- [Material for this exercise]
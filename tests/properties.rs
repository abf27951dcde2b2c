use generic_algo::algo::{
    binary_search, equal_range, inplace_merge, inplace_merge_with, lower_bound, merge, merge_by,
    merge_sort, nth_element, rotate, set_difference, set_intersection, set_union, sort, upper_bound,
    TemporaryBuffer,
};
use generic_algo::collections::adaptor::Stack;
use generic_algo::collections::contiguous::Vector;
use generic_algo::iter::{BackInserter, BidirectionalView};
use proptest::prelude::*;

fn sorted(values: &[i32]) -> Vec<i32> {
    let mut values = values.to_vec();
    values.sort();
    values
}

fn is_ascending(values: &[i32]) -> bool {
    values.windows(2).all(|pair| pair[0] <= pair[1])
}

proptest! {
    #[test]
    fn sort_is_an_idempotent_ascending_permutation(values in prop::collection::vec(any::<i32>(), 0..300)) {
        let mut once = values.clone();
        let len = once.len();
        sort(&mut once[..], 0, len);
        prop_assert_eq!(&once, &sorted(&values));

        let mut twice = once.clone();
        sort(&mut twice[..], 0, len);
        prop_assert_eq!(twice, once);
    }

    #[test]
    fn sort_handles_heavy_duplication(values in prop::collection::vec(0..4_i32, 0..300)) {
        let mut actual = values.clone();
        let len = actual.len();
        sort(&mut actual[..], 0, len);
        prop_assert_eq!(actual, sorted(&values));
    }

    #[test]
    fn merge_sort_matches_sort(values in prop::collection::vec(-50..50_i32, 0..200)) {
        let mut actual = values.clone();
        let len = actual.len();
        merge_sort(&mut BidirectionalView(&mut actual[..]), 0, len);
        prop_assert_eq!(actual, sorted(&values));
    }

    #[test]
    fn nth_element_partitions_around_the_sorted_value(
        values in prop::collection::vec(-100..100_i32, 1..200),
        seed in any::<prop::sample::Index>(),
    ) {
        let nth = seed.index(values.len());
        let mut actual = values.clone();
        let len = actual.len();
        nth_element(&mut actual[..], 0, nth, len);

        let pivot = actual[nth];
        prop_assert_eq!(pivot, sorted(&values)[nth]);
        prop_assert!(actual[..nth].iter().all(|v| *v <= pivot));
        prop_assert!(actual[nth + 1..].iter().all(|v| *v >= pivot));
    }

    #[test]
    fn merge_is_a_stable_ascending_permutation(
        a in prop::collection::vec(0..20_i32, 0..60),
        b in prop::collection::vec(0..20_i32, 0..60),
    ) {
        let a: Vec<(i32, u8)> = sorted(&a).into_iter().map(|key| (key, 0)).collect();
        let b: Vec<(i32, u8)> = sorted(&b).into_iter().map(|key| (key, 1)).collect();

        let mut out = Vector::new();
        merge_by(&a[..], 0, a.len(), &b[..], 0, b.len(), BackInserter::new(&mut out), |x, y| x.0 < y.0);

        let mut expected: Vec<(i32, u8)> = a.iter().chain(&b).copied().collect();
        // A stable sort by key is exactly the stable merge.
        expected.sort_by_key(|pair| pair.0);
        prop_assert_eq!(&out[..], &expected[..]);
    }

    #[test]
    fn merge_of_plain_values_is_ascending(
        a in prop::collection::vec(any::<i32>(), 0..60),
        b in prop::collection::vec(any::<i32>(), 0..60),
    ) {
        let (a, b) = (sorted(&a), sorted(&b));
        let mut out = Vector::new();
        merge(&a[..], 0, a.len(), &b[..], 0, b.len(), BackInserter::new(&mut out));
        prop_assert!(is_ascending(&out));
        prop_assert_eq!(out.len(), a.len() + b.len());
    }

    #[test]
    fn inplace_merge_is_independent_of_the_buffer(
        a in prop::collection::vec(-30..30_i32, 0..80),
        b in prop::collection::vec(-30..30_i32, 0..80),
        cap in 0..100_usize,
    ) {
        let mut values: Vec<i32> = sorted(&a);
        values.extend(sorted(&b));
        let (middle, len) = (a.len(), values.len());

        let mut adaptive = values.clone();
        inplace_merge(&mut adaptive[..], 0, middle, len);

        let mut unbuffered = values.clone();
        inplace_merge_with(&mut unbuffered[..], 0, middle, len, &mut TemporaryBuffer::empty());

        let mut limited = values.clone();
        inplace_merge_with(&mut limited[..], 0, middle, len, &mut TemporaryBuffer::acquire(cap));

        prop_assert_eq!(&adaptive, &sorted(&values));
        prop_assert_eq!(&unbuffered, &adaptive);
        prop_assert_eq!(&limited, &adaptive);
    }

    #[test]
    fn bounds_agree_with_linear_scans(
        values in prop::collection::vec(-20..20_i32, 0..100),
        key in -25..25_i32,
    ) {
        let values = sorted(&values);
        let len = values.len();

        let lower = lower_bound(&values[..], 0, len, &key);
        let upper = upper_bound(&values[..], 0, len, &key);
        prop_assert_eq!(lower, values.iter().position(|v| *v >= key).unwrap_or(len));
        prop_assert_eq!(upper, values.iter().position(|v| *v > key).unwrap_or(len));
        prop_assert_eq!(equal_range(&values[..], 0, len, &key), (lower, upper));
        prop_assert_eq!(
            binary_search(&values[..], 0, len, &key),
            lower != len && !(key < values[lower])
        );
    }

    #[test]
    fn rotation_is_invertible(
        values in prop::collection::vec(any::<u16>(), 0..100),
        seed in any::<prop::sample::Index>(),
    ) {
        let len = values.len();
        let middle = seed.index(len + 1);

        let mut rotated = values.clone();
        let new_first = rotate(&mut rotated[..], 0, middle, len);
        prop_assert_eq!(new_first, len - middle);

        rotate(&mut BidirectionalView(&mut rotated[..]), 0, new_first, len);
        prop_assert_eq!(rotated, values);
    }
}

fn collect(op: impl FnOnce(&mut Vector<i32>)) -> Vec<i32> {
    let mut out = Vector::new();
    op(&mut out);
    out.iter().copied().collect()
}

#[test]
fn set_operations_on_small_sets() {
    let (a, b) = ([1, 3, 5], [3, 4, 5]);

    let union = collect(|out| {
        set_union(&a[..], 0, 3, &b[..], 0, 3, BackInserter::new(out));
    });
    let intersection = collect(|out| {
        set_intersection(&a[..], 0, 3, &b[..], 0, 3, BackInserter::new(out));
    });
    let difference = collect(|out| {
        set_difference(&a[..], 0, 3, &b[..], 0, 3, BackInserter::new(out));
    });

    assert_eq!(union, [1, 3, 4, 5]);
    assert_eq!(intersection, [3, 5]);
    assert_eq!(difference, [1]);
}

#[test]
fn stack_pushes_and_pops_from_the_top() {
    let mut stack = Stack::new();
    for value in [1, 2, 3] {
        stack.push(value);
    }
    assert_eq!(stack.top(), Some(&3));
    assert_eq!(stack.len(), 3);

    assert_eq!(stack.pop(), Some(3));
    assert_eq!(stack.top(), Some(&2));
    assert_eq!(stack.len(), 2);

    let mut other = Stack::new();
    other.push(1);
    other.push(2);
    assert_eq!(stack, other);
}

- [Task goal] The complete listing, transcribed exactly, is the expected answer.

- [Exercise solution]
filename tests/properties.rs
repository abf27951dcde2b2c
use generic_algo::algo::{
    binary_search, equal_range, inplace_merge, inplace_merge_with, lower_bound, merge, merge_by,
    merge_sort, nth_element, rotate, set_difference, set_intersection, set_union, sort, upper_bound,
    TemporaryBuffer,
};
use generic_algo::collections::adaptor::Stack;
use generic_algo::collections::contiguous::Vector;
use generic_algo::iter::{BackInserter, BidirectionalView};
use proptest::prelude::*;

fn sorted(values: &[i32]) -> Vec<i32> {
    let mut values = values.to_vec();
    values.sort();
    values
}

fn is_ascending(values: &[i32]) -> bool {
    values.windows(2).all(|pair| pair[0] <= pair[1])
}

proptest! {
    #[test]
    fn sort_is_an_idempotent_ascending_permutation(values in prop::collection::vec(any::<i32>(), 0..300)) {
        let mut once = values.clone();
        let len = once.len();
        sort(&mut once[..], 0, len);
        prop_assert_eq!(&once, &sorted(&values));

        let mut twice = once.clone();
        sort(&mut twice[..], 0, len);
        prop_assert_eq!(twice, once);
    }

    #[test]
    fn sort_handles_heavy_duplication(values in prop::collection::vec(0..4_i32, 0..300)) {
        let mut actual = values.clone();
        let len = actual.len();
        sort(&mut actual[..], 0, len);
        prop_assert_eq!(actual, sorted(&values));
    }

    #[test]
    fn merge_sort_matches_sort(values in prop::collection::vec(-50..50_i32, 0..200)) {
        let mut actual = values.clone();
        let len = actual.len();
        merge_sort(&mut BidirectionalView(&mut actual[..]), 0, len);
        prop_assert_eq!(actual, sorted(&values));
    }

    #[test]
    fn nth_element_partitions_around_the_sorted_value(
        values in prop::collection::vec(-100..100_i32, 1..200),
        seed in any::<prop::sample::Index>(),
    ) {
        let nth = seed.index(values.len());
        let mut actual = values.clone();
        let len = actual.len();
        nth_element(&mut actual[..], 0, nth, len);

        let pivot = actual[nth];
        prop_assert_eq!(pivot, sorted(&values)[nth]);
        prop_assert!(actual[..nth].iter().all(|v| *v <= pivot));
        prop_assert!(actual[nth + 1..].iter().all(|v| *v >= pivot));
    }

    #[test]
    fn merge_is_a_stable_ascending_permutation(
        a in prop::collection::vec(0..20_i32, 0..60),
        b in prop::collection::vec(0..20_i32, 0..60),
    ) {
        let a: Vec<(i32, u8)> = sorted(&a).into_iter().map(|key| (key, 0)).collect();
        let b: Vec<(i32, u8)> = sorted(&b).into_iter().map(|key| (key, 1)).collect();

        let mut out = Vector::new();
        merge_by(&a[..], 0, a.len(), &b[..], 0, b.len(), BackInserter::new(&mut out), |x, y| x.0 < y.0);

        let mut expected: Vec<(i32, u8)> = a.iter().chain(&b).copied().collect();
        // A stable sort by key is exactly the stable merge.
        expected.sort_by_key(|pair| pair.0);
        prop_assert_eq!(&out[..], &expected[..]);
    }

    #[test]
    fn merge_of_plain_values_is_ascending(
        a in prop::collection::vec(any::<i32>(), 0..60),
        b in prop::collection::vec(any::<i32>(), 0..60),
    ) {
        let (a, b) = (sorted(&a), sorted(&b));
        let mut out = Vector::new();
        merge(&a[..], 0, a.len(), &b[..], 0, b.len(), BackInserter::new(&mut out));
        prop_assert!(is_ascending(&out));
        prop_assert_eq!(out.len(), a.len() + b.len());
    }

    #[test]
    fn inplace_merge_is_independent_of_the_buffer(
        a in prop::collection::vec(-30..30_i32, 0..80),
        b in prop::collection::vec(-30..30_i32, 0..80),
        cap in 0..100_usize,
    ) {
        let mut values: Vec<i32> = sorted(&a);
        values.extend(sorted(&b));
        let (middle, len) = (a.len(), values.len());

        let mut adaptive = values.clone();
        inplace_merge(&mut adaptive[..], 0, middle, len);

        let mut unbuffered = values.clone();
        inplace_merge_with(&mut unbuffered[..], 0, middle, len, &mut TemporaryBuffer::empty());

        let mut limited = values.clone();
        inplace_merge_with(&mut limited[..], 0, middle, len, &mut TemporaryBuffer::acquire(cap));

        prop_assert_eq!(&adaptive, &sorted(&values));
        prop_assert_eq!(&unbuffered, &adaptive);
        prop_assert_eq!(&limited, &adaptive);
    }

    #[test]
    fn bounds_agree_with_linear_scans(
        values in prop::collection::vec(-20..20_i32, 0..100),
        key in -25..25_i32,
    ) {
        let values = sorted(&values);
        let len = values.len();

        let lower = lower_bound(&values[..], 0, len, &key);
        let upper = upper_bound(&values[..], 0, len, &key);
        prop_assert_eq!(lower, values.iter().position(|v| *v >= key).unwrap_or(len));
        prop_assert_eq!(upper, values.iter().position(|v| *v > key).unwrap_or(len));
        prop_assert_eq!(equal_range(&values[..], 0, len, &key), (lower, upper));
        prop_assert_eq!(
            binary_search(&values[..], 0, len, &key),
            lower != len && !(key < values[lower])
        );
    }

    #[test]
    fn rotation_is_invertible(
        values in prop::collection::vec(any::<u16>(), 0..100),
        seed in any::<prop::sample::Index>(),
    ) {
        let len = values.len();
        let middle = seed.index(len + 1);

        let mut rotated = values.clone();
        let new_first = rotate(&mut rotated[..], 0, middle, len);
        prop_assert_eq!(new_first, len - middle);

        rotate(&mut BidirectionalView(&mut rotated[..]), 0, new_first, len);
        prop_assert_eq!(rotated, values);
    }
}

fn collect(op: impl FnOnce(&mut Vector<i32>)) -> Vec<i32> {
    let mut out = Vector::new();
    op(&mut out);
    out.iter().copied().collect()
}

#[test]
fn set_operations_on_small_sets() {
    let (a, b) = ([1, 3, 5], [3, 4, 5]);

    let union = collect(|out| {
        set_union(&a[..], 0, 3, &b[..], 0, 3, BackInserter::new(out));
    });
    let intersection = collect(|out| {
        set_intersection(&a[..], 0, 3, &b[..], 0, 3, BackInserter::new(out));
    });
    let difference = collect(|out| {
        set_difference(&a[..], 0, 3, &b[..], 0, 3, BackInserter::new(out));
    });

    assert_eq!(union, [1, 3, 4, 5]);
    assert_eq!(intersection, [3, 5]);
    assert_eq!(difference, [1]);
}

#[test]
fn stack_pushes_and_pops_from_the_top() {
    let mut stack = Stack::new();
    for value in [1, 2, 3] {
        stack.push(value);
    }
    assert_eq!(stack.top(), Some(&3));
    assert_eq!(stack.len(), 3);

    assert_eq!(stack.pop(), Some(3));
    assert_eq!(stack.top(), Some(&2));
    assert_eq!(stack.len(), 2);

    let mut other = Stack::new();
    other.push(1);
    other.push(2);
    assert_eq!(stack, other);
}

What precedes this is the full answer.